Beginning this week, two surface wave gliders, resembling yellow surfboards, will be cruising around Prince William Sound as part of a five-month monitoring program to measure ocean acidification. Simultaneously, state-of-the-art instrumentation installed on a glacier tour boat will monitor glacial runoff while an underwater autonomous glider will patrol beneath the surface looking for plumes of water that could be harmful to some species.
The project, funded mostly by the National Oceanic and Atmospheric Administration’s Ocean Acidification Program, is led by Dr. Jeremy Mathis of the Pacific Marine Environmental Laboratory and Dr. Wiley Evans from the University of Alaska Fairbanks (UAF) Ocean Acidification Research Center in partnership with the Alaska Ocean Observing System (AOOS).

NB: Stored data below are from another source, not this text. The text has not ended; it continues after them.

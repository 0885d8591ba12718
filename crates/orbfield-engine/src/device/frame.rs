/// Represents a single acquired frame.
///
/// This object is short-lived and must be finalized promptly. Holding the surface
/// texture prevents acquisition of subsequent frames. Dropping it without
/// [`Gpu::submit`](super::Gpu::submit) discards the frame.
pub struct GpuFrame {
    pub surface_texture: wgpu::SurfaceTexture,
    /// Single-sample swapchain view; the MSAA target resolves into it.
    pub view: wgpu::TextureView,
    pub encoder: wgpu::CommandEncoder,
}
use crate::device::Gpu;

use super::draw::MeshDispatchLimits;
use super::pipelines::TargetFormats;

/// Renderer-facing context (device/queue + attachment formats + dispatch limits).
///
/// This is intentionally small and stable.
pub struct RenderCtx<'a> {
    pub device: &'a wgpu::Device,
    pub queue: &'a wgpu::Queue,
    pub formats: TargetFormats,
    pub mesh_limits: MeshDispatchLimits,
}

impl<'a> RenderCtx<'a> {
    #[inline]
    pub fn new(
        device: &'a wgpu::Device,
        queue: &'a wgpu::Queue,
        formats: TargetFormats,
        mesh_limits: MeshDispatchLimits,
    ) -> Self {
        Self {
            device,
            queue,
            formats,
            mesh_limits,
        }
    }

    pub fn from_gpu(gpu: &'a Gpu<'_>) -> Self {
        let targets = gpu.targets();
        Self::new(
            gpu.device(),
            gpu.queue(),
            TargetFormats {
                color: gpu.surface_format(),
                depth: targets.depth_format(),
                sample_count: targets.sample_count(),
            },
            MeshDispatchLimits::from_limits(&gpu.device().limits()),
        )
    }
}
use anyhow::Result;
use winit::event::WindowEvent;

use crate::device::Gpu;

use super::ctx::FrameCtx;

/// Control directive returned by app callbacks.
#[derive(Debug, Copy, Clone, Eq, PartialEq)]
pub enum AppControl {
    Continue,
    Exit,
}

/// Application contract implemented by higher layers.
pub trait App {
    /// Called once, after the window and GPU context exist and before the
    /// first frame. An error stops the runtime and is returned from
    /// [`Runtime::run`](crate::window::Runtime::run).
    fn on_start(&mut self, gpu: &Gpu<'_>) -> Result<()>;

    /// Called after the surface has been reconfigured for a new size.
    fn on_resize(&mut self, width: u32, height: u32) {
        let _ = (width, height);
    }

    /// Called for window events before the runtime handles them.
    fn on_window_event(&mut self, event: &WindowEvent) -> AppControl {
        let _ = event;
        AppControl::Continue
    }

    /// Called once per redraw.
    fn on_frame(&mut self, ctx: &mut FrameCtx<'_, '_>) -> AppControl;
}
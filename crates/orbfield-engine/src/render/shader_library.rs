use std::collections::HashMap;
use std::fmt;

use anyhow::{anyhow, bail, Result};
use wgpu::naga;

/// Programmable pipeline stage an entry point is declared for.
#[derive(Debug, Copy, Clone, PartialEq, Eq, Hash)]
pub enum ShaderStage {
    Vertex,
    Fragment,
    /// Object/task stage: decides how many mesh workgroups to launch.
    Task,
    /// Mesh stage: emits vertices and primitives per workgroup.
    Mesh,
    Compute,
}

impl From<naga::ShaderStage> for ShaderStage {
    fn from(stage: naga::ShaderStage) -> Self {
        match stage {
            naga::ShaderStage::Vertex => ShaderStage::Vertex,
            naga::ShaderStage::Fragment => ShaderStage::Fragment,
            naga::ShaderStage::Task => ShaderStage::Task,
            naga::ShaderStage::Mesh => ShaderStage::Mesh,
            naga::ShaderStage::Compute => ShaderStage::Compute,
        }
    }
}

impl fmt::Display for ShaderStage {
    fn fmt(&self, f: &mut fmt::Formatter<'_>) -> fmt::Result {
        let s = match self {
            ShaderStage::Vertex => "vertex",
            ShaderStage::Fragment => "fragment",
            ShaderStage::Task => "task",
            ShaderStage::Mesh => "mesh",
            ShaderStage::Compute => "compute",
        };
        f.write_str(s)
    }
}

/// WGSL source plus the table of its stage entry points.
///
/// The source is parsed and validated with naga when the library is created,
/// so syntax errors, validation failures and missing entry points all surface
/// as errors before any pipeline is compiled.
#[derive(Debug, Clone)]
pub struct ShaderLibrary {
    label: &'static str,
    source: &'static str,
    entry_points: HashMap<String, ShaderStage>,
}

impl ShaderLibrary {
    pub fn parse(label: &'static str, source: &'static str) -> Result<Self> {
        let module = naga::front::wgsl::parse_str(source)
            .map_err(|e| anyhow!("shader `{label}` failed to parse:\n{}", e.emit_to_string(source)))?;

        naga::valid::Validator::new(
            naga::valid::ValidationFlags::all(),
            naga::valid::Capabilities::all(),
        )
        .validate(&module)
        .map_err(|e| anyhow!("shader `{label}` failed validation:\n{}", e.emit_to_string(source)))?;

        let entry_points: HashMap<_, _> = module
            .entry_points
            .iter()
            .map(|ep| (ep.name.clone(), ShaderStage::from(ep.stage)))
            .collect();

        log::debug!("shader `{label}`: {} entry points", entry_points.len());
        Ok(Self {
            label,
            source,
            entry_points,
        })
    }

    pub fn label(&self) -> &'static str {
        self.label
    }

    pub fn source(&self) -> &'static str {
        self.source
    }

    pub fn stage_of(&self, name: &str) -> Option<ShaderStage> {
        self.entry_points.get(name).copied()
    }

    /// Confirms `name` exists and is declared for `stage`.
    pub fn resolve<'n>(&self, stage: ShaderStage, name: &'n str) -> Result<&'n str> {
        match self.stage_of(name) {
            Some(found) if found == stage => Ok(name),
            Some(found) => bail!(
                "shader `{}`: entry point `{name}` is a {found} stage, expected {stage}",
                self.label
            ),
            None => bail!(
                "shader `{}`: missing {stage} entry point `{name}`",
                self.label
            ),
        }
    }
}
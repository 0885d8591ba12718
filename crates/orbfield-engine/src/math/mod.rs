//! Math helpers on top of `glam`.
//!
//! Conventions:
//! - right-handed world, +Y up
//! - column-major matrices, column vectors (`clip = proj * view * model * p`)
//! - clip-space depth in `[0, 1]` (wgpu)

mod camera;
mod color;
mod ray;

pub use camera::{look_at_rh, normal_matrix, perspective_rh, OrbitCamera};
pub use color::hsv_to_rgba;
pub use ray::ray_sphere_intersect;
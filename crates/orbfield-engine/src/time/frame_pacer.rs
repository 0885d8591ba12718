use std::time::{Duration, Instant};

/// Deadline-based redraw scheduler for a fixed target frame rate.
///
/// The runtime asks [`is_due`](Self::is_due) before requesting a redraw and
/// sleeps until [`deadline`](Self::deadline) otherwise. Deadlines advance by a
/// whole interval per frame so the average rate holds; after a stall longer
/// than one interval the schedule restarts from the current time instead of
/// bursting to catch up.
#[derive(Debug, Clone)]
pub struct FramePacer {
    interval: Duration,
    next: Instant,
}

impl FramePacer {
    /// `target_fps == 0` disables pacing: every frame is due immediately.
    pub fn new(target_fps: u32, now: Instant) -> Self {
        let interval = if target_fps == 0 {
            Duration::ZERO
        } else {
            Duration::from_secs(1) / target_fps
        };
        Self {
            interval,
            next: now,
        }
    }

    pub fn interval(&self) -> Duration {
        self.interval
    }

    /// When the next frame should start.
    pub fn deadline(&self) -> Instant {
        self.next
    }

    pub fn is_due(&self, now: Instant) -> bool {
        now >= self.next
    }

    /// Records that a frame started at `now` and schedules the next one.
    pub fn mark(&mut self, now: Instant) {
        let next = self.next + self.interval;
        self.next = if next < now { now + self.interval } else { next };
    }
}

#[cfg(test)]
mod tests {
    use super::*;

    #[test]
    fn sixty_fps_interval() {
        let p = FramePacer::new(60, Instant::now());
        assert_eq!(p.interval(), Duration::from_nanos(16_666_666));
    }

    #[test]
    fn first_frame_is_due_immediately() {
        let t0 = Instant::now();
        let p = FramePacer::new(60, t0);
        assert!(p.is_due(t0));
    }

    #[test]
    fn deadlines_advance_by_whole_intervals() {
        let t0 = Instant::now();
        let mut p = FramePacer::new(50, t0);
        let step = Duration::from_millis(20);

        p.mark(t0);
        assert_eq!(p.deadline(), t0 + step);
        assert!(!p.is_due(t0 + Duration::from_millis(19)));
        assert!(p.is_due(t0 + step));

        // Starting a little late does not push the schedule back.
        p.mark(t0 + Duration::from_millis(23));
        assert_eq!(p.deadline(), t0 + step * 2);
    }

    #[test]
    fn long_stall_resynchronises() {
        let t0 = Instant::now();
        let mut p = FramePacer::new(50, t0);
        p.mark(t0);

        let late = t0 + Duration::from_secs(2);
        p.mark(late);
        assert_eq!(p.deadline(), late + Duration::from_millis(20));
    }

    #[test]
    fn zero_fps_is_unpaced() {
        let t0 = Instant::now();
        let mut p = FramePacer::new(0, t0);
        p.mark(t0);
        assert!(p.is_due(t0));
    }
}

Scientists estimate that the ocean is 25% more acidic today than it was 300 years ago, largely due to increasing levels of atmospheric carbon dioxide (CO2) from burning fossil fuels and changes in land use. Almost half of the CO2 emitted remains in the atmosphere, with the land and ocean absorbing the rest. When the ocean absorbs CO2, its pH balance changes through a process called ocean acidification. Because cold water can absorb more CO2 than warm water, acidification can disproportionately impact coastal regions around Alaska.
Recent publications by Dr. Mathis and Dr. Evans have shown that the process of ocean acidification may be worsened around tidewater glaciers due to the freshwater melt plumes that occur is summer and fall. “The glacier melt plumes have some really unique chemistry that can exacerbate ocean acidification and impact the environment in Prince William Sound and out into the Gulf of Alaska,” Mathis said. “Our goal is to use the latest technology to find out what’s happening so we can communicate that to Alaska residents and stakeholders.”
According to AOOS Executive Director Molly McCammon, the research effort builds upon the partnership developed with the OA Research Center at UAF to support statewide OA monitoring. The consortium supports five buoys around the State, as well as twice a year sampling in the Gulf of Alaska, and development of a Gulf of Alaska OA forecast model. Data from the monitoring efforts will be available on the AOOS website. “With this new effort, we’re increasing our ability to view and understand Alaska’s oceans in four dimensions – two dimension space, depth and time.”
When completed in early September, the study will have provided the longest continuous observations of ocean acidification in Alaska to date. “We are very proud to have the opportunity to partner with AOOS and be the leaders in glider technology in Alaska,” said Mathis. “This work could be a game-changer in our understanding of how ocean acidification will impact our state.”